INVOLVE, like us in Oxford, is funded by the National Institute for Health Research (NIHR) and supports public involvement in NHS, public health and social care research. It is one of few government-funded programmes of its kind in the world, and every other year arranges a conference where those in research, in patient and public involvement (PPI), patients and carers gather to share and learn.
It must be close to a decade since I spoke at their conference about the James Lind Alliance (JLA), when it was a new arms length venture of the Department of Health and the Medical Research Council and being run by, well, the phrase “a bunch of enthusiastic amateurs” springs to mind.
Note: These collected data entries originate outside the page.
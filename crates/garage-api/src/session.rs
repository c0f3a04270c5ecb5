// ── Bearer-token session ──
//
// One explicit session object shared by the REST client and the push
// channel. Issued at login, invalidated at logout or on the first 401.

use std::sync::Arc;

use chrono::{DateTime, Utc};
use reqwest::header::HeaderValue;
use secrecy::{ExposeSecret, SecretString};
use tokio::sync::watch;
use tracing::{debug, warn};

use crate::error::Error;

/// Why a session stopped being valid.
#[derive(Debug, Clone, Copy, PartialEq, Eq)]
pub enum InvalidationReason {
    /// The user logged out.
    Logout,
    /// The backend rejected the token with `401`.
    Unauthorized,
}

/// Session validity as observed through [`Session::subscribe`].
#[derive(Debug, Clone, Copy, PartialEq, Eq)]
pub enum SessionState {
    Valid,
    Invalidated(InvalidationReason),
}

/// Authenticated session carrying the backend bearer token.
///
/// Cheap to clone; all clones observe the same validity flag, so a `401`
/// seen by the poller is immediately visible to the dispatcher and channel.
#[derive(Debug, Clone)]
pub struct Session {
    inner: Arc<SessionInner>,
}

#[derive(Debug)]
struct SessionInner {
    token: SecretString,
    issued_at: DateTime<Utc>,
    state: watch::Sender<SessionState>,
}

impl Session {
    /// Wrap a token obtained from `/api/login` (or stored from an earlier login).
    pub fn new(token: SecretString) -> Self {
        let (state, _) = watch::channel(SessionState::Valid);
        Self {
            inner: Arc::new(SessionInner {
                token,
                issued_at: Utc::now(),
                state,
            }),
        }
    }

    pub fn issued_at(&self) -> DateTime<Utc> {
        self.inner.issued_at
    }

    /// The raw token, for persisting a fresh login.
    pub fn token(&self) -> &SecretString {
        &self.inner.token
    }

    pub fn state(&self) -> SessionState {
        *self.inner.state.borrow()
    }

    pub fn is_valid(&self) -> bool {
        self.state() == SessionState::Valid
    }

    /// Subscribe to validity changes (the auth collaborator logs out on these).
    pub fn subscribe(&self) -> watch::Receiver<SessionState> {
        self.inner.state.subscribe()
    }

    /// Mark the session invalid. Only the first call has an effect.
    pub fn invalidate(&self, reason: InvalidationReason) {
        let changed = self.inner.state.send_if_modified(|state| {
            if *state == SessionState::Valid {
                *state = SessionState::Invalidated(reason);
                true
            } else {
                false
            }
        });

        if changed {
            match reason {
                InvalidationReason::Logout => debug!("session invalidated by logout"),
                InvalidationReason::Unauthorized => {
                    warn!("backend rejected the session token (401), session invalidated");
                }
            }
        }
    }

    /// `Authorization` header value, or an error if the session is no longer usable.
    pub fn bearer_header(&self) -> Result<HeaderValue, Error> {
        if !self.is_valid() {
            return Err(Error::SessionInvalidated);
        }

        let mut value =
            HeaderValue::from_str(&format!("Bearer {}", self.inner.token.expose_secret()))
                .map_err(|e| Error::Authentication {
                    message: format!("token is not a valid header value: {e}"),
                })?;
        value.set_sensitive(true);
        Ok(value)
    }
}

#[cfg(test)]
#[allow(clippy::unwrap_used)]
mod tests {
    use super::*;

    fn session() -> Session {
        Session::new(SecretString::from("tok-123".to_string()))
    }

    #[test]
    fn bearer_header_carries_token() {
        let header = session().bearer_header().unwrap();
        assert_eq!(header.to_str().unwrap(), "Bearer tok-123");
        assert!(header.is_sensitive());
    }

    #[test]
    fn invalidated_session_refuses_header() {
        let s = session();
        s.invalidate(InvalidationReason::Unauthorized);
        assert!(matches!(s.bearer_header(), Err(Error::SessionInvalidated)));
    }

    #[test]
    fn first_invalidation_reason_wins() {
        let s = session();
        let clone = s.clone();
        s.invalidate(InvalidationReason::Unauthorized);
        clone.invalidate(InvalidationReason::Logout);
        assert_eq!(
            clone.state(),
            SessionState::Invalidated(InvalidationReason::Unauthorized)
        );
    }

    #[test]
    fn subscribers_see_invalidation() {
        let s = session();
        let rx = s.subscribe();
        s.invalidate(InvalidationReason::Logout);
        assert!(rx.has_changed().unwrap());
        assert_eq!(
            *rx.borrow(),
            SessionState::Invalidated(InvalidationReason::Logout)
        );
    }
}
But I hardly dare call them that because: (a) I was, peripherally, one of them (b) all had amazing skills to bring to the job, and several are still closely involved with the success story that is the JLA and (c) they have become firm friends. But the truth is that, way back then, we were all amateurs in the unique idea that was the JLA, and finding our way as we went.
Fast forward ten years, and I’ll be back at INVOLVE on Thursday talking about the JLA again. Together with Alison Cranage from MQ: Transforming Mental Health (funders of the depression JLA priority setting partnership (PSP) and part-funders of that in bipolar) and Katherine Cowan, Senior JLA Adviser, we will be running a workshop called “James Lind Alliance Priority Setting Partnerships: Involving patients to change research.”
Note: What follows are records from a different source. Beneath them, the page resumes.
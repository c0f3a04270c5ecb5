//! Push stream with fixed-delay auto-reconnect.
//!
//! [`ResilientChannel`] owns the single long-lived WebSocket to the
//! backend's `/ws` endpoint. Inbound frames are parsed into
//! [`InboundEvent`]s and fanned out through a [`tokio::sync::broadcast`]
//! channel in arrival order. Outbound sends never queue: while the
//! stream is down, [`ResilientChannel::send`] fails immediately.
//!
//! # Example
//!
//! ```rust,ignore
//! use garage_api::websocket::{ChannelConfig, ResilientChannel};
//! use tokio_util::sync::CancellationToken;
//!
//! let config = ChannelConfig::new("ws://garage.local:8000/ws".parse()?);
//! let channel = ResilientChannel::new(config, Some(session), CancellationToken::new());
//! channel.connect();
//!
//! let mut rx = channel.subscribe();
//! while let Ok(event) = rx.recv().await {
//!     println!("{:?}", event);
//! }
//!
//! channel.shutdown().await;
//! ```

use std::sync::{Arc, Mutex, MutexGuard, PoisonError};
use std::time::Duration;

use futures_core::Stream;
use futures_util::{SinkExt, StreamExt};
use tokio::sync::{broadcast, mpsc, watch};
use tokio::task::JoinHandle;
use tokio_tungstenite::tungstenite::{self, ClientRequestBuilder, Message};
use tokio_util::sync::CancellationToken;
use url::Url;

use crate::error::Error;
use crate::events::{InboundEvent, OutboundCommand, parse_inbound};
use crate::session::Session;

// ── Broadcast channel capacity ───────────────────────────────────────

const EVENT_CHANNEL_CAPACITY: usize = 1024;

// ── ChannelConfig ────────────────────────────────────────────────────

/// Connection settings for the push stream.
#[derive(Debug, Clone)]
pub struct ChannelConfig {
    /// Stream endpoint, e.g. `ws://garage.local:8000/ws`.
    pub url: Url,

    /// Fixed wait between a drop and the next connection attempt. Default: 3s.
    pub reconnect_delay: Duration,

    /// Upper bound on a single handshake. Default: 10s.
    pub connect_timeout: Duration,
}

impl ChannelConfig {
    pub fn new(url: Url) -> Self {
        Self {
            url,
            reconnect_delay: Duration::from_secs(3),
            connect_timeout: Duration::from_secs(10),
        }
    }
}

// ── ChannelStatus ────────────────────────────────────────────────────

/// Observable state of a channel instance, mutated in place for its whole life.
#[derive(Debug, Clone, Default, PartialEq, Eq, serde::Serialize)]
pub struct ChannelStatus {
    pub connected: bool,

    /// Most recent failure, cleared on the next successful open.
    pub last_error: Option<String>,

    /// Consecutive reconnect attempts since the last successful open.
    pub reconnect_attempts: u32,
}

// ── ResilientChannel ─────────────────────────────────────────────────

/// Sole owner of the push stream to the backend.
///
/// Not `Clone`; share it behind an `Arc`. Dropping the last handle tears
/// the stream down the same way [`shutdown`](Self::shutdown) does.
pub struct ResilientChannel {
    inner: Arc<ChannelInner>,
}

struct ChannelInner {
    config: ChannelConfig,
    session: Option<Session>,
    status: watch::Sender<ChannelStatus>,
    event_tx: broadcast::Sender<Arc<InboundEvent>>,
    /// Present only while a stream is open.
    outbound: Mutex<Option<mpsc::UnboundedSender<Message>>>,
    cancel: CancellationToken,
    task: Mutex<Option<JoinHandle<()>>>,
}

impl ResilientChannel {
    /// Create a channel. Nothing is opened until [`connect`](Self::connect).
    pub fn new(config: ChannelConfig, session: Option<Session>, cancel: CancellationToken) -> Self {
        let (status, _) = watch::channel(ChannelStatus::default());
        let (event_tx, _) = broadcast::channel(EVENT_CHANNEL_CAPACITY);

        Self {
            inner: Arc::new(ChannelInner {
                config,
                session,
                status,
                event_tx,
                outbound: Mutex::new(None),
                cancel,
                task: Mutex::new(None),
            }),
        }
    }

    /// Spawn the connection loop. Idempotent; a no-op after teardown.
    pub fn connect(&self) {
        if self.inner.cancel.is_cancelled() {
            tracing::warn!("push channel already torn down, not connecting");
            return;
        }

        let mut task = lock(&self.inner.task);
        if task.is_some() {
            tracing::debug!("push channel loop already running");
            return;
        }

        let inner = Arc::clone(&self.inner);
        *task = Some(tokio::spawn(run_loop(inner)));
    }

    /// Current status snapshot.
    pub fn status(&self) -> ChannelStatus {
        self.inner.status.borrow().clone()
    }

    /// Subscribe to status changes (the "disconnected" banner).
    pub fn watch_status(&self) -> watch::Receiver<ChannelStatus> {
        self.inner.status.subscribe()
    }

    /// New receiver for inbound events. Events sent before subscribing are not replayed.
    pub fn subscribe(&self) -> broadcast::Receiver<Arc<InboundEvent>> {
        self.inner.event_tx.subscribe()
    }

    /// Inbound events as a `Stream`. Lagging consumers skip ahead with a warning.
    pub fn events(&self) -> impl Stream<Item = Arc<InboundEvent>> + Send + 'static {
        let mut rx = self.subscribe();
        async_stream::stream! {
            loop {
                match rx.recv().await {
                    Ok(event) => yield event,
                    Err(broadcast::error::RecvError::Lagged(skipped)) => {
                        tracing::warn!(skipped, "push event consumer lagged, events dropped");
                    }
                    Err(broadcast::error::RecvError::Closed) => break,
                }
            }
        }
    }

    /// Send a raw text frame. Fails with [`Error::NotConnected`] instead of queueing.
    pub fn send(&self, payload: String) -> Result<(), Error> {
        let guard = lock(&self.inner.outbound);
        let tx = guard.as_ref().ok_or(Error::NotConnected)?;
        tx.send(Message::text(payload))
            .map_err(|_| Error::NotConnected)
    }

    /// Serialize and send a command frame.
    pub fn send_command(&self, command: &OutboundCommand) -> Result<(), Error> {
        let payload = command.to_json().map_err(|e| Error::Deserialization {
            message: format!("failed to encode command: {e}"),
            body: String::new(),
        })?;
        self.send(payload)
    }

    pub fn is_shut_down(&self) -> bool {
        self.inner.cancel.is_cancelled()
    }

    /// Cancel any pending reconnect, close the stream, and wait for the loop to exit.
    pub async fn shutdown(&self) {
        self.inner.cancel.cancel();

        let handle = lock(&self.inner.task).take();
        if let Some(handle) = handle {
            if let Err(e) = handle.await {
                tracing::warn!(error = %e, "push channel task ended abnormally");
            }
        }

        self.inner.mark_disconnected(None);
    }
}

impl Drop for ResilientChannel {
    fn drop(&mut self) {
        self.inner.cancel.cancel();
    }
}

impl ChannelInner {
    fn mark_connected(&self) {
        self.status.send_modify(|s| {
            s.connected = true;
            s.last_error = None;
            s.reconnect_attempts = 0;
        });
    }

    fn mark_disconnected(&self, error: Option<String>) {
        lock(&self.outbound).take();
        self.status.send_if_modified(|s| {
            let changed = s.connected || error.is_some();
            s.connected = false;
            if error.is_some() {
                s.last_error = error;
            }
            changed
        });
    }

    fn bump_attempts(&self) -> u32 {
        let mut attempt = 0;
        self.status.send_modify(|s| {
            s.reconnect_attempts += 1;
            attempt = s.reconnect_attempts;
        });
        attempt
    }
}

// ── Background reconnection loop ─────────────────────────────────────

/// connect → pump → on drop, wait the fixed delay → reconnect.
///
/// The loop is the only place a reconnect is ever scheduled, so at most
/// one timer can be pending per channel no matter how the stream fails.
async fn run_loop(inner: Arc<ChannelInner>) {
    let cancel = inner.cancel.clone();

    loop {
        let result = tokio::select! {
            biased;
            () = cancel.cancelled() => break,
            result = connect_and_pump(&inner) => result,
        };

        match result {
            Ok(()) => {
                tracing::info!("push stream closed");
                inner.mark_disconnected(None);
            }
            Err(e) => {
                tracing::warn!(error = %e, "push stream failed");
                inner.mark_disconnected(Some(e.to_string()));
            }
        }

        if cancel.is_cancelled() {
            break;
        }

        let attempt = inner.bump_attempts();
        let delay = inner.config.reconnect_delay;
        tracing::info!(
            delay_ms = u64::try_from(delay.as_millis()).unwrap_or(u64::MAX),
            attempt,
            "Waiting before reconnect"
        );

        tokio::select! {
            biased;
            () = cancel.cancelled() => break,
            () = tokio::time::sleep(delay) => {}
        }
    }

    inner.mark_disconnected(None);
    tracing::debug!("push channel loop exiting");
}

// ── Single connection lifecycle ──────────────────────────────────────

/// Open one stream and pump frames both ways until it drops or is cancelled.
///
/// Returns `Ok(())` only when cancelled; any drop is an error so the
/// caller records it in `last_error`.
async fn connect_and_pump(inner: &ChannelInner) -> Result<(), Error> {
    let url = &inner.config.url;
    tracing::info!(url = %url, "Connecting to push stream");

    let uri: tungstenite::http::Uri = url
        .as_str()
        .parse()
        .map_err(|e: tungstenite::http::uri::InvalidUri| Error::WebSocketConnect(e.to_string()))?;

    let mut request = ClientRequestBuilder::new(uri);
    if let Some(session) = &inner.session {
        let header = session.bearer_header()?;
        let value = header
            .to_str()
            .map_err(|e| Error::WebSocketConnect(e.to_string()))?;
        request = request.with_header("Authorization", value);
    }

    let timeout = inner.config.connect_timeout;
    let (ws_stream, _response) =
        tokio::time::timeout(timeout, tokio_tungstenite::connect_async(request))
            .await
            .map_err(|_| Error::Timeout {
                timeout_secs: timeout.as_secs(),
            })?
            .map_err(|e| Error::WebSocketConnect(e.to_string()))?;

    let (mut write, mut read) = ws_stream.split();
    let (out_tx, mut out_rx) = mpsc::unbounded_channel();
    *lock(&inner.outbound) = Some(out_tx);
    inner.mark_connected();
    tracing::info!("Push stream connected");

    loop {
        tokio::select! {
            biased;
            () = inner.cancel.cancelled() => {
                if let Err(e) = write.send(Message::Close(None)).await {
                    tracing::debug!(error = %e, "close frame not delivered");
                }
                return Ok(());
            }
            Some(message) = out_rx.recv() => {
                write
                    .send(message)
                    .await
                    .map_err(|e| Error::WebSocketConnect(e.to_string()))?;
            }
            frame = read.next() => {
                match frame {
                    Some(Ok(Message::Text(text))) => {
                        dispatch_frame(text.as_str(), &inner.event_tx);
                    }
                    Some(Ok(Message::Ping(_))) => {
                        // tungstenite answers pings on the next write/flush
                        tracing::trace!("push stream ping");
                    }
                    Some(Ok(Message::Close(frame))) => {
                        let (code, reason) = frame
                            .map(|cf| (u16::from(cf.code), cf.reason.to_string()))
                            .unwrap_or((1005, String::new()));
                        return Err(Error::WebSocketClosed { code, reason });
                    }
                    Some(Err(e)) => {
                        return Err(Error::WebSocketConnect(e.to_string()));
                    }
                    None => {
                        return Err(Error::WebSocketClosed {
                            code: 1006,
                            reason: "stream ended without close frame".into(),
                        });
                    }
                    _ => {
                        // Binary, Pong, Frame -- ignore
                    }
                }
            }
        }
    }
}

// ── Frame dispatch ───────────────────────────────────────────────────

/// Parse one text frame and broadcast it. Malformed frames are logged and dropped.
fn dispatch_frame(text: &str, event_tx: &broadcast::Sender<Arc<InboundEvent>>) {
    match parse_inbound(text) {
        Ok(event) => {
            // No subscribers right now is not an error
            let _ = event_tx.send(Arc::new(event));
        }
        Err(e) => {
            tracing::warn!(error = %e, "Dropping malformed push message");
        }
    }
}

fn lock<T>(mutex: &Mutex<T>) -> MutexGuard<'_, T> {
    mutex.lock().unwrap_or_else(PoisonError::into_inner)
}

// ── Tests ────────────────────────────────────────────────────────────

#[cfg(test)]
#[allow(clippy::unwrap_used)]
mod tests {
    use super::*;

    fn channel() -> ResilientChannel {
        let url = Url::parse("ws://127.0.0.1:9/ws").unwrap();
        ResilientChannel::new(ChannelConfig::new(url), None, CancellationToken::new())
    }

    #[test]
    fn default_config_uses_three_second_delay() {
        let config = ChannelConfig::new(Url::parse("ws://localhost:8000/ws").unwrap());
        assert_eq!(config.reconnect_delay, Duration::from_secs(3));
    }

    #[test]
    fn send_before_connect_fails_immediately() {
        let ch = channel();
        assert!(matches!(ch.send("{}".into()), Err(Error::NotConnected)));
        assert!(!ch.status().connected);
    }

    #[test]
    fn dispatch_frame_broadcasts_valid_and_drops_malformed() {
        let (tx, mut rx) = broadcast::channel(16);

        dispatch_frame("not json at all", &tx);
        assert!(rx.try_recv().is_err());

        dispatch_frame(r#"{"type":"status","state":"open"}"#, &tx);
        let event = rx.try_recv().unwrap();
        assert!(matches!(*event, InboundEvent::Status(_)));
    }

    #[test]
    fn mark_disconnected_records_error_and_clears_sender() {
        let ch = channel();
        let (tx, _rx) = mpsc::unbounded_channel();
        *lock(&ch.inner.outbound) = Some(tx);
        ch.inner.mark_connected();
        assert!(ch.status().connected);

        ch.inner.mark_disconnected(Some("boom".into()));
        let status = ch.status();
        assert!(!status.connected);
        assert_eq!(status.last_error.as_deref(), Some("boom"));
        assert!(matches!(ch.send("{}".into()), Err(Error::NotConnected)));
    }

    #[tokio::test]
    async fn connect_after_shutdown_is_noop() {
        let ch = channel();
        ch.shutdown().await;
        ch.connect();
        assert!(lock(&ch.inner.task).is_none());
        assert!(ch.is_shut_down());
    }
}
My slot will look at how the JLA is helping us to deliver our PPI strategy and present two projects that we commissioned to evaluate in part the issue highlighted in the title: just how do patients change research?
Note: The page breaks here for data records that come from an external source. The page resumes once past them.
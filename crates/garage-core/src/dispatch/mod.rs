// ── Command dispatch ──
//
// Sends one intent over two independent paths: a best-effort push over
// the stream and a direct request whose answer alone decides success.

mod endpoint;
mod location;

use std::sync::Arc;
use std::time::Duration;

use futures_util::future::BoxFuture;
use garage_api::{CommandAck, OutboundCommand};
use tracing::{debug, info, warn};

use crate::error::{DispatchError, LocationError};
use crate::model::{CommandIntent, Coordinates};

pub use endpoint::ApiEndpoint;
pub use location::FixedLocation;

// ── Seams ────────────────────────────────────────────────────────────

/// The direct request/response command path.
pub trait CommandEndpoint: Send + Sync {
    fn send<'a>(&'a self, intent: &'a CommandIntent)
    -> BoxFuture<'a, Result<CommandAck, garage_api::Error>>;
}

/// The fire-and-forget push path.
pub trait PushSink: Send + Sync {
    fn push(&self, command: &OutboundCommand) -> Result<(), garage_api::Error>;
}

/// Source of location proof attached to commands.
pub trait LocationProvider: Send + Sync {
    fn locate(&self) -> BoxFuture<'_, Result<Coordinates, LocationError>>;
}

impl PushSink for garage_api::ResilientChannel {
    fn push(&self, command: &OutboundCommand) -> Result<(), garage_api::Error> {
        self.send_command(command)
    }
}

// ── CommandDispatcher ────────────────────────────────────────────────

/// Dual-path command sender.
///
/// Performs no deduplication; the door state machine's single-flight
/// guard runs before anything reaches here.
#[derive(Clone)]
pub struct CommandDispatcher {
    endpoint: Arc<dyn CommandEndpoint>,
    push: Option<Arc<dyn PushSink>>,
    location: Option<Arc<dyn LocationProvider>>,
    location_timeout: Duration,
    dispatch_timeout: Duration,
}

impl CommandDispatcher {
    pub fn new(endpoint: Arc<dyn CommandEndpoint>, dispatch_timeout: Duration) -> Self {
        Self {
            endpoint,
            push: None,
            location: None,
            location_timeout: Duration::from_secs(10),
            dispatch_timeout,
        }
    }

    /// Also send every intent over the push stream.
    pub fn with_push(mut self, push: Arc<dyn PushSink>) -> Self {
        self.push = Some(push);
        self
    }

    /// Require location proof, resolved under `timeout` before anything is sent.
    pub fn with_location(mut self, provider: Arc<dyn LocationProvider>, timeout: Duration) -> Self {
        self.location = Some(provider);
        self.location_timeout = timeout;
        self
    }

    /// Send `intent` over both paths. Only the direct acknowledgement counts.
    pub async fn dispatch(&self, mut intent: CommandIntent) -> Result<CommandAck, DispatchError> {
        if let Some(provider) = &self.location {
            let coords = tokio::time::timeout(self.location_timeout, provider.locate())
                .await
                .map_err(|_| DispatchError::LocationTimeout {
                    timeout_ms: millis(self.location_timeout),
                })??;
            debug!(intent_id = %intent.id, "location proof resolved");
            intent.location_proof = Some(coords);
        }

        if let Some(push) = &self.push {
            let frame = OutboundCommand::new(
                intent.device_id.as_str(),
                intent.action,
                intent.id,
                intent.location_proof,
                intent.issued_at,
            );
            if let Err(e) = push.push(&frame) {
                warn!(intent_id = %intent.id, error = %e, "push send failed, relying on direct request");
            }
        }

        let ack = tokio::time::timeout(self.dispatch_timeout, self.endpoint.send(&intent))
            .await
            .map_err(|_| DispatchError::Timeout {
                timeout_ms: millis(self.dispatch_timeout),
            })??;

        info!(
            intent_id = %intent.id,
            device_id = %intent.device_id,
            action = %intent.action,
            "command acknowledged"
        );
        Ok(ack)
    }
}

fn millis(d: Duration) -> u64 {
    u64::try_from(d.as_millis()).unwrap_or(u64::MAX)
}

// ── Tests ────────────────────────────────────────────────────────────

#[cfg(test)]
#[allow(clippy::unwrap_used)]
mod tests {
    use super::*;
    use std::sync::Mutex;
    use std::sync::atomic::{AtomicUsize, Ordering};

    use crate::model::{DeviceId, DoorAction};

    #[derive(Default)]
    struct FakeEndpoint {
        calls: Mutex<Vec<CommandIntent>>,
        fail_with: Mutex<Option<garage_api::Error>>,
        hang: bool,
    }

    impl CommandEndpoint for FakeEndpoint {
        fn send<'a>(
            &'a self,
            intent: &'a CommandIntent,
        ) -> BoxFuture<'a, Result<CommandAck, garage_api::Error>> {
            Box::pin(async move {
                self.calls.lock().unwrap().push(intent.clone());
                if self.hang {
                    std::future::pending::<()>().await;
                }
                match self.fail_with.lock().unwrap().take() {
                    Some(e) => Err(e),
                    None => Ok(CommandAck { message: None }),
                }
            })
        }
    }

    #[derive(Default)]
    struct FakePush {
        sent: AtomicUsize,
        down: bool,
    }

    impl PushSink for FakePush {
        fn push(&self, _command: &OutboundCommand) -> Result<(), garage_api::Error> {
            if self.down {
                return Err(garage_api::Error::NotConnected);
            }
            self.sent.fetch_add(1, Ordering::SeqCst);
            Ok(())
        }
    }

    struct SlowLocation;

    impl LocationProvider for SlowLocation {
        fn locate(&self) -> BoxFuture<'_, Result<Coordinates, LocationError>> {
            Box::pin(std::future::pending())
        }
    }

    struct DeniedLocation;

    impl LocationProvider for DeniedLocation {
        fn locate(&self) -> BoxFuture<'_, Result<Coordinates, LocationError>> {
            Box::pin(async { Err(LocationError::Denied) })
        }
    }

    fn intent() -> CommandIntent {
        CommandIntent::new(DeviceId::from("garage"), DoorAction::Open)
    }

    #[tokio::test]
    async fn sends_on_both_paths_with_location() {
        let endpoint = Arc::new(FakeEndpoint::default());
        let push = Arc::new(FakePush::default());
        let coords = Coordinates {
            latitude: 52.0,
            longitude: 4.0,
        };
        let dispatcher = CommandDispatcher::new(endpoint.clone(), Duration::from_secs(5))
            .with_push(push.clone())
            .with_location(Arc::new(FixedLocation::new(coords)), Duration::from_secs(1));

        dispatcher.dispatch(intent()).await.unwrap();

        assert_eq!(push.sent.load(Ordering::SeqCst), 1);
        let calls = endpoint.calls.lock().unwrap();
        assert_eq!(calls.len(), 1);
        assert_eq!(calls[0].location_proof, Some(coords));
    }

    #[tokio::test]
    async fn push_failure_does_not_fail_dispatch() {
        let endpoint = Arc::new(FakeEndpoint::default());
        let push = Arc::new(FakePush {
            down: true,
            ..FakePush::default()
        });
        let dispatcher =
            CommandDispatcher::new(endpoint.clone(), Duration::from_secs(5)).with_push(push);

        assert!(dispatcher.dispatch(intent()).await.is_ok());
        assert_eq!(endpoint.calls.lock().unwrap().len(), 1);
    }

    #[tokio::test]
    async fn direct_failure_is_the_verdict() {
        let endpoint = Arc::new(FakeEndpoint::default());
        *endpoint.fail_with.lock().unwrap() = Some(garage_api::Error::CommandRejected {
            message: "relay offline".into(),
        });
        let push = Arc::new(FakePush::default());
        let dispatcher =
            CommandDispatcher::new(endpoint.clone(), Duration::from_secs(5)).with_push(push.clone());

        let err = dispatcher.dispatch(intent()).await.unwrap_err();
        assert!(matches!(err, DispatchError::Rejected { .. }));
        assert_eq!(push.sent.load(Ordering::SeqCst), 1);
    }

    #[tokio::test]
    async fn unauthorized_surfaces_as_dispatch_error() {
        let endpoint = Arc::new(FakeEndpoint::default());
        *endpoint.fail_with.lock().unwrap() = Some(garage_api::Error::SessionExpired);
        let dispatcher = CommandDispatcher::new(endpoint, Duration::from_secs(5));

        assert!(matches!(
            dispatcher.dispatch(intent()).await,
            Err(DispatchError::Unauthorized)
        ));
    }

    #[tokio::test(start_paused = true)]
    async fn location_timeout_sends_nothing() {
        let endpoint = Arc::new(FakeEndpoint::default());
        let push = Arc::new(FakePush::default());
        let dispatcher = CommandDispatcher::new(endpoint.clone(), Duration::from_secs(5))
            .with_push(push.clone())
            .with_location(Arc::new(SlowLocation), Duration::from_secs(10));

        let err = dispatcher.dispatch(intent()).await.unwrap_err();
        assert!(matches!(err, DispatchError::LocationTimeout { timeout_ms: 10_000 }));
        assert_eq!(push.sent.load(Ordering::SeqCst), 0);
        assert!(endpoint.calls.lock().unwrap().is_empty());
    }

    #[tokio::test]
    async fn location_denied_sends_nothing() {
        let endpoint = Arc::new(FakeEndpoint::default());
        let dispatcher = CommandDispatcher::new(endpoint.clone(), Duration::from_secs(5))
            .with_location(Arc::new(DeniedLocation), Duration::from_secs(10));

        let err = dispatcher.dispatch(intent()).await.unwrap_err();
        assert!(matches!(err, DispatchError::Location(LocationError::Denied)));
        assert!(endpoint.calls.lock().unwrap().is_empty());
    }

    #[tokio::test(start_paused = true)]
    async fn direct_path_runs_under_timeout() {
        let endpoint = Arc::new(FakeEndpoint {
            hang: true,
            ..FakeEndpoint::default()
        });
        let dispatcher = CommandDispatcher::new(endpoint, Duration::from_secs(3));

        let err = dispatcher.dispatch(intent()).await.unwrap_err();
        assert!(matches!(err, DispatchError::Timeout { timeout_ms: 3000 }));
    }
}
The first of these compared three different ways by which the JLA can gather research questions from patients and carers: surveys (the traditional JLA approach), discussion groups and extracting data from interviews on the patient experience website Healthtalkonline. This was the first time that a PSP had used all three methods and the study aimed to assess which was the most impactful and cost-effective. The headline result is that survey data was the most comprehensive, while Healthtalkonline data led to one unique uncertainty within the top 10 that did not come through the other data-collection routes.
The second project had dual aims: to test a new kid on the block – PiiAF – the Public Involvement Impact Assessment Framework – to see how it shaped up as a PPI impact assessment tool, and to use it in a JLA PSP to identify where those involved felt the impact of PPI could most usefully be explored.
Their top priority was an in-depth look at the impact of different types of survey participant (patient/carer/clinician and subgroups of these) on suggested treatment priorities. This is an important question and pursuing it may shed light on how much weight is given to different contributors and their ideas as they pass through the JLA process. This matters because we often lump “patient and carer” together and assume they want the same things, but there is evidence that this is not always so. Research of this sort may also be interesting in revealing the extent to which patients at different stages of illness want different things.
With both the above projects we are working with the NIHR management home of the JLA to see how best to take them forward, and ensure that those running PSPs know about them if they can make their approach better.
It’ll be nice to be back at INVOLVE, and to know that a bunch of amateurs came good.